Pendant des siècles, on s'est méfié de l'eau. L'eau était porteuse de maladies, et de malheur. Ne rendait-elle pas stérile les femmes qui prenaient trop de bains ...

De plus la sagesse populaire était contraire à l'hygiène : trop laver le linge l'use prématurément par exemple.

C'est pourquoi on pratiquait alors la toilette fragmentée. Les mains étaient souvent lavées. De temps en temps les pieds et le visage. 

Dans les classes supérieures de l'aristocratie et de la noblesse, on avait recours aux parfums, aux poudres et aux perruques pour masquer les odeurs et se donner une belle apparence selon les normes de l'époque.

Puis on a découvert la théorie des infections dues à l'obturation des pores par la crasse, porteuse de microbes. Les médecins ont alors recommandé un lavage quotidien. Ils ont du faire face à l'hostilité des classes populaires.
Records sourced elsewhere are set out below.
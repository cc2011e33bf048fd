//! oracle_core - conversational answering with search augmentation
//!
//! A session-oriented question answering library for local language
//! models. Each turn produces a direct answer first; when a search
//! engine is configured, a second model pass judges whether that answer
//! suffices, and an insufficient one is replaced by an answer grounded
//! in fresh web search results.
//!
//! Pipeline per turn:
//! 1. direct answer from the conversation history
//! 2. sufficiency evaluation ([Yes]/[No] verdict)
//! 3. query refinement, retrieval, summarization, synthesis
//!
//! Every stage past the direct answer fails soft: the turn always
//! resolves to an answer, falling back to the direct one.

pub mod config;
pub mod evaluator;
pub mod llm;
pub mod message;
pub mod oracle;
pub mod prompts;
pub mod refiner;
pub mod search;
pub mod summarizer;
pub mod synthesizer;

pub use config::{ConfigError, LlmProvider, OracleConfig, SearchEngineId};
pub use llm::{LlmError, LlmGateway};
pub use message::{ChatMessage, ChatRole};
pub use oracle::{Oracle, OracleError};
pub use search::{SearchGateway, SearchOutcome};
Peu à peu les classes supérieures les ont écoutés, suivis par la bourgeoisie puis le peuple.

Des lieux de défécation ont été instaurés, pour devenir la norme dans les grandes villes et les campagnes.

Toutefois le calendrier du bain suivait le rythme menstruel de la femme. 

A cela s'ajoutait la pudeur et les interdits entourant la nudité. Des poudres troublant l'eau du bain pour ne pas voir son corps nu étaient utilisés , notamment pour les jeunes filles.